:: Given records ::

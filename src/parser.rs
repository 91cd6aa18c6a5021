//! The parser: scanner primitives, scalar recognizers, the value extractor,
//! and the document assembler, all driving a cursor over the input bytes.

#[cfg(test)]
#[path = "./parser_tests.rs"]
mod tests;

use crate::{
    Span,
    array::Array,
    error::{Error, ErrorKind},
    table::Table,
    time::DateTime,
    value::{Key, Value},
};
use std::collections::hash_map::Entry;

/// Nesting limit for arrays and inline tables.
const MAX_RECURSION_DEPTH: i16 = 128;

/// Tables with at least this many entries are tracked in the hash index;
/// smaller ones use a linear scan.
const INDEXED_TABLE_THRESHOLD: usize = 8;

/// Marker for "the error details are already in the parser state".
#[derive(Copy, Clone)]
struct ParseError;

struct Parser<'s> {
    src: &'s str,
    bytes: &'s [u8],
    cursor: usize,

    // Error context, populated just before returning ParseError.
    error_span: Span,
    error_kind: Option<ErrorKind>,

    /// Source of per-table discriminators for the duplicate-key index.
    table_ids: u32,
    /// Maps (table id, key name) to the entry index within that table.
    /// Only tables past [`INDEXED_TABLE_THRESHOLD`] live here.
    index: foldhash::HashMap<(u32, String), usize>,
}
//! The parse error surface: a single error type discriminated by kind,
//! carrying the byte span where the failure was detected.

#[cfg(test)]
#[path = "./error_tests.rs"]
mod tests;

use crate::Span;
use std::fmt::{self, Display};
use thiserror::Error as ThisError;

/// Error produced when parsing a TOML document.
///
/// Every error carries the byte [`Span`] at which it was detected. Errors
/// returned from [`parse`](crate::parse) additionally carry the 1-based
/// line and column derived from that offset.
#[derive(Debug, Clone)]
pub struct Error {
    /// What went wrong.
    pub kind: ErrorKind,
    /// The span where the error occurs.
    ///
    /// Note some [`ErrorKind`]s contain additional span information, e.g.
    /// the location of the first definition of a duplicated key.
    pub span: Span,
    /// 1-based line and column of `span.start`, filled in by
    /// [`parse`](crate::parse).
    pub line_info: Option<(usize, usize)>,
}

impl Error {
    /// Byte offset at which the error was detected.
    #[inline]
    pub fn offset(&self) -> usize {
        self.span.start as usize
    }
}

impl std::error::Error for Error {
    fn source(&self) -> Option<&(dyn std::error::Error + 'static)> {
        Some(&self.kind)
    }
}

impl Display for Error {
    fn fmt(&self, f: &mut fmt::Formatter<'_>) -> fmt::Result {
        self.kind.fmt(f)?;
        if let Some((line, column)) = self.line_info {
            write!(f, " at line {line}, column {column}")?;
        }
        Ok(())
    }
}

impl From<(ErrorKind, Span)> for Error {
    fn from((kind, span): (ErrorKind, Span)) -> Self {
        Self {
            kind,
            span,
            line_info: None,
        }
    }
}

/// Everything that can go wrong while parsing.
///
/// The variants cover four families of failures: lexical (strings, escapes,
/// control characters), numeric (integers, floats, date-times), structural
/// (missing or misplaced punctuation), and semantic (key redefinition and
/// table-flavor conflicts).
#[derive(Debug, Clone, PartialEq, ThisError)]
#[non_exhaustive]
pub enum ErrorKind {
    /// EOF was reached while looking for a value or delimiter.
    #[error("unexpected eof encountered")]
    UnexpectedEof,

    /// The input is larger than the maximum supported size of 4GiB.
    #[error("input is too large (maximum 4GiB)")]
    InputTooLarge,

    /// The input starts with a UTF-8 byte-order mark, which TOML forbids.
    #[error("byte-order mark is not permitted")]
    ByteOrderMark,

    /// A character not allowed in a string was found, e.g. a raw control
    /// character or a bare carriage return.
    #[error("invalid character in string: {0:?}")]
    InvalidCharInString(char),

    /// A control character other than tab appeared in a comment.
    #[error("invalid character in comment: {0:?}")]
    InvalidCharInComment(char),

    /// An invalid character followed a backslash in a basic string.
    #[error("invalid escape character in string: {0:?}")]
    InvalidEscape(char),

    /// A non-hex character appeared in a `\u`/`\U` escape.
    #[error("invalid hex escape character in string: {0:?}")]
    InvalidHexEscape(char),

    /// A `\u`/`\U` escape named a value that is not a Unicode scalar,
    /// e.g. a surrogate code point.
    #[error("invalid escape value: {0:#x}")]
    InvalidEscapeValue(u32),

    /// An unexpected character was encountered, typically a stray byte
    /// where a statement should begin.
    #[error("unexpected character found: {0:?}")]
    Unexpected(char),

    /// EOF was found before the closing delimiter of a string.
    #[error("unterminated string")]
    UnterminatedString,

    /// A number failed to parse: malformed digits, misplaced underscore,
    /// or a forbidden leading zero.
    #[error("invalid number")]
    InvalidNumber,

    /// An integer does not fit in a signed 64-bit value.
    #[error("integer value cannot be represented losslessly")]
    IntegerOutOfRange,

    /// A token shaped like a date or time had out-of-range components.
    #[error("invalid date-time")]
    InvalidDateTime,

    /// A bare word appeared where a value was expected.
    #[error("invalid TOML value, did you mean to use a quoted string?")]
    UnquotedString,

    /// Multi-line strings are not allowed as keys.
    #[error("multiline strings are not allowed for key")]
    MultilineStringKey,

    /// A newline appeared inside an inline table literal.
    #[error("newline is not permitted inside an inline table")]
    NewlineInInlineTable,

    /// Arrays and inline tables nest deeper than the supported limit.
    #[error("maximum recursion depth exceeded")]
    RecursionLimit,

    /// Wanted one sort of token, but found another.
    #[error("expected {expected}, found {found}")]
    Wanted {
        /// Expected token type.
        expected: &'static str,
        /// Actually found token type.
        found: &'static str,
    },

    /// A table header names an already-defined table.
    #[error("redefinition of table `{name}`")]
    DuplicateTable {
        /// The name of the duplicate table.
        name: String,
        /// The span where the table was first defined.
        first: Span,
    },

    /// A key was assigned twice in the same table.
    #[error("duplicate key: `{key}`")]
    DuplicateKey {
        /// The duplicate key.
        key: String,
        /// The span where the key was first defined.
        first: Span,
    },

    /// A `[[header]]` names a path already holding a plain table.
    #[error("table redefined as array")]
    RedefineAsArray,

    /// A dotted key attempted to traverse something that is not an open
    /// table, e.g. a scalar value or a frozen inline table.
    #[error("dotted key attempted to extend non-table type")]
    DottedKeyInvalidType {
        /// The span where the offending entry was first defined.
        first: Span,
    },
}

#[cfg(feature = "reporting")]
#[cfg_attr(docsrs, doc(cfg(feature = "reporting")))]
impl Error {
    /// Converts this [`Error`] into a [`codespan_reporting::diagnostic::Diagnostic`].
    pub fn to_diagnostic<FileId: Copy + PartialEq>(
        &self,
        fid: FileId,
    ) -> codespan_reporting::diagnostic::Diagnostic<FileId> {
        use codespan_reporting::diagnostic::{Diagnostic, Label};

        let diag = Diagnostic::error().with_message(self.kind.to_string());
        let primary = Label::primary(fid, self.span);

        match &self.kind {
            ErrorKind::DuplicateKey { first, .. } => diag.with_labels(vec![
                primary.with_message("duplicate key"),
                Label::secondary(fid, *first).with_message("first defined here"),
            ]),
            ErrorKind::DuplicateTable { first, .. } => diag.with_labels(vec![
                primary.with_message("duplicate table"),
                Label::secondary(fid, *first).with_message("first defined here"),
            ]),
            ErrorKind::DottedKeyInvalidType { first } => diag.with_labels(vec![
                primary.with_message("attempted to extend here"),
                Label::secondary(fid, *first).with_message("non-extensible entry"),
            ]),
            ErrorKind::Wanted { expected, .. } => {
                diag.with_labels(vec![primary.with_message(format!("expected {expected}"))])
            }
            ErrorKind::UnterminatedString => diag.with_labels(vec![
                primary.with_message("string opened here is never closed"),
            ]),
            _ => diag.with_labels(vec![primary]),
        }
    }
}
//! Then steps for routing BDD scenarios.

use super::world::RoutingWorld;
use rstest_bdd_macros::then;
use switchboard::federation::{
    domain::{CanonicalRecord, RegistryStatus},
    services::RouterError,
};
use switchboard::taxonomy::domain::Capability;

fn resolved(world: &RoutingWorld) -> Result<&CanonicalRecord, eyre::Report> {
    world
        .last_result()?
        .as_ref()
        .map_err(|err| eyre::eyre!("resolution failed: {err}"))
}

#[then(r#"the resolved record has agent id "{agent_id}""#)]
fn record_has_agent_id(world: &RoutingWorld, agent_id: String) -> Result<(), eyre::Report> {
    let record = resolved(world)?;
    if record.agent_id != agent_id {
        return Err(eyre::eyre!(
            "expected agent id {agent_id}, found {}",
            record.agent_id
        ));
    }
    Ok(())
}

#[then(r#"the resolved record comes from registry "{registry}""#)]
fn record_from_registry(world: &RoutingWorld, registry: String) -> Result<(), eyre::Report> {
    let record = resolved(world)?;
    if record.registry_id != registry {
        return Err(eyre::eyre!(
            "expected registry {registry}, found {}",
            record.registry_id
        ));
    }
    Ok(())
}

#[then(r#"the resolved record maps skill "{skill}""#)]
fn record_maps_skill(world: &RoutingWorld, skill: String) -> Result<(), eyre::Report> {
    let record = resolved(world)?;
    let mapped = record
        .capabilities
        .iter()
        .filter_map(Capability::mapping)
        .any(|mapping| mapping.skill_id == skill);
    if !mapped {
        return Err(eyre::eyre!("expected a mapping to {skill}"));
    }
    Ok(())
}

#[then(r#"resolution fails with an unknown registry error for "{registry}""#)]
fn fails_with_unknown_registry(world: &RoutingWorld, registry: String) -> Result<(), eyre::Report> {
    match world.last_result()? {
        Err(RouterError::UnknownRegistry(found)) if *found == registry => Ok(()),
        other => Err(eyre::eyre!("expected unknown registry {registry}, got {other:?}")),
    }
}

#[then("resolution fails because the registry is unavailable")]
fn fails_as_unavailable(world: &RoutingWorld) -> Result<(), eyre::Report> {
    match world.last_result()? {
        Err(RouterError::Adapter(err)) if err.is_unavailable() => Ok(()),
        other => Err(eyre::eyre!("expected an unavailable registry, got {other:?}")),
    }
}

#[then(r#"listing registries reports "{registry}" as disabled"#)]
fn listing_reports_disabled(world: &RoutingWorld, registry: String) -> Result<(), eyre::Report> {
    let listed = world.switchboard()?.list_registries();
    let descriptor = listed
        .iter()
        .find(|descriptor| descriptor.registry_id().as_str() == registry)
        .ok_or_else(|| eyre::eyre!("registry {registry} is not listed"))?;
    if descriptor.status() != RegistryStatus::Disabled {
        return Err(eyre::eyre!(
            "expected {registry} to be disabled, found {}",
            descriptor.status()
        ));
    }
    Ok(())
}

:::

> [Task to carry out]:
All lines above from the one holding "self.span.start as usize" to the one holding "if let Some((line, column))", inclusive, are to be copied exactly; no other line is wanted.

> [Response to this exercise]:
        self.span.start as usize
    }
}

impl std::error::Error for Error {
    fn source(&self) -> Option<&(dyn std::error::Error + 'static)> {
        Some(&self.kind)
    }
}

impl Display for Error {
    fn fmt(&self, f: &mut fmt::Formatter<'_>) -> fmt::Result {
        self.kind.fmt(f)?;
        if let Some((line, column)) = self.line_info {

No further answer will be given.